# Gallery: Histograms

## Examples

- Displaying (x,y) data points as a histogram
- Displaying (xlow,xhigh,y) data points as a histogram
- A histogram which shows the bin edges
- A histogram showing the full range of options
- Filling a histogram with a pattern
- Comparing two histograms

## 1) Displaying (x,y) data points as a histogram

Histograms are used to plot binned one-dimensional data - of the form
(`x _{mid}`,

`y`) or (

`x`,

_{low}`x`,

_{high}`y`) - with optional error bars on the Y values. A later example shows how to display error bars on the points.

add_histogram("spectrum.fits[fit][cols x,y]")

In this example the data is stored as a set of (`x`, `y`)
points, where the x values give the center of each bin. Unlike
curves,
histograms default to only being drawn by a solid line; the
`symbol.style` attribute is set to `none`.

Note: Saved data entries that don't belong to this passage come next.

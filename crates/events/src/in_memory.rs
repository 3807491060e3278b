//! In-memory job update channel.
//!
//! Used directly in tests/dev, and as the per-job fan-out behind the
//! WebSocket transport.

use std::collections::HashMap;
use std::sync::Mutex;

use tokio::sync::mpsc;

use tellmemo_core::JobId;

use crate::channel::{ChannelError, JobUpdateChannel, Subscription};
use crate::update::JobUpdate;

/// Per-job pub/sub.
///
/// - No IO
/// - Best-effort fan-out to every live subscriber of the update's job
/// - Dead subscribers are pruned while publishing
#[derive(Debug, Default)]
pub struct InMemoryJobChannel {
    subscribers: Mutex<HashMap<JobId, Vec<mpsc::UnboundedSender<JobUpdate>>>>,
}

impl InMemoryJobChannel {
    pub fn new() -> Self {
        Self::default()
    }

    /// Deliver an update to the subscribers of its job.
    ///
    /// Returns how many subscribers received it; zero is not an error.
    pub fn publish(&self, update: JobUpdate) -> Result<usize, ChannelError> {
        let mut subs = self.subscribers.lock().map_err(|_| ChannelError::Poisoned)?;

        let Some(senders) = subs.get_mut(&update.job_id) else {
            tracing::trace!(job_id = %update.job_id, "no subscribers for job update");
            return Ok(0);
        };

        senders.retain(|tx| tx.send(update.clone()).is_ok());
        let delivered = senders.len();
        if senders.is_empty() {
            subs.remove(&update.job_id);
        }

        Ok(delivered)
    }

    /// Live subscriptions for a job.
    pub fn subscriber_count(&self, job_id: &JobId) -> usize {
        self.subscribers
            .lock()
            .map(|subs| {
                subs.get(job_id)
                    .map_or(0, |senders| senders.iter().filter(|tx| !tx.is_closed()).count())
            })
            .unwrap_or(0)
    }
}

impl JobUpdateChannel for InMemoryJobChannel {
    fn subscribe(&self, job_id: &JobId) -> Subscription<JobUpdate> {
        let (tx, rx) = mpsc::unbounded_channel();

        // If the lock is poisoned we still hand out a subscription;
        // it just never receives anything.
        if let Ok(mut subs) = self.subscribers.lock() {
            subs.entry(job_id.clone()).or_default().push(tx);
        }

        Subscription::new(rx)
    }
}

#[cfg(test)]
mod tests {
    use super::*;
    use tellmemo_core::JobStatus;

    #[tokio::test]
    async fn delivers_only_to_matching_job() {
        let channel = InMemoryJobChannel::new();
        let mut j1 = channel.subscribe(&JobId::from("j1"));
        let mut j2 = channel.subscribe(&JobId::from("j2"));

        let delivered = channel
            .publish(JobUpdate::new("j1", JobStatus::Processing).with_progress(0.5))
            .unwrap();
        assert_eq!(delivered, 1);

        let got = j1.recv().await.unwrap();
        assert_eq!(got.progress, 0.5);
        assert!(j2.try_recv().is_err());
    }

    #[tokio::test]
    async fn preserves_order_per_job() {
        let channel = InMemoryJobChannel::new();
        let mut sub = channel.subscribe(&JobId::from("j1"));

        for p in [0.1, 0.2, 0.3] {
            channel
                .publish(JobUpdate::new("j1", JobStatus::Processing).with_progress(p))
                .unwrap();
        }

        let mut seen = Vec::new();
        while let Ok(update) = sub.try_recv() {
            seen.push(update.progress);
        }
        assert_eq!(seen, vec![0.1, 0.2, 0.3]);
    }

    #[test]
    fn dropped_subscriptions_are_pruned() {
        let channel = InMemoryJobChannel::new();
        let job = JobId::from("j1");
        let sub = channel.subscribe(&job);
        assert_eq!(channel.subscriber_count(&job), 1);

        drop(sub);
        assert_eq!(channel.subscriber_count(&job), 0);
        assert_eq!(channel.publish(JobUpdate::new("j1", JobStatus::Pending)).unwrap(), 0);
    }
}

The preferences for curves can be found by using the
`get_preference` call:

chips> get_preference("histogram") histogram.stem : hist histogram.depth : default histogram.line.color : default histogram.line.thickness: 1 histogram.line.style : solid histogram.symbol.color : default histogram.symbol.style : none histogram.symbol.size : 5 histogram.symbol.angle : 0 histogram.symbol.fill : false histogram.err.color : default histogram.err.thickness: 1 histogram.err.style : line histogram.err.up : on histogram.err.down : on histogram.err.caplength: 10 histogram.dropline : off histogram.fill.color : default histogram.fill.opacity : 1 histogram.fill.style : nofill

The settings for the
current histogram
can be found by using the
`get_histogram` routine:

chips> get_histogram() depth = 100 dropline = False err.caplength = 10 err.color = default err.down = False err.style = line err.thickness = 1.0 err.up = False fill.color = default fill.opacity = 1.0 fill.style = 0 id = None line.color = default line.style = 1 line.thickness = 1.0 stem = None symbol.angle = 0.0 symbol.color = default symbol.fill = False symbol.size = 5 symbol.style = 0

## 2) Displaying (xlow,xhigh,y) data points as a histogram

In the first example, the binned data was given using the mid-point of each bin. In this example we show how histograms can be plotted by giving the low and high edges of each bin.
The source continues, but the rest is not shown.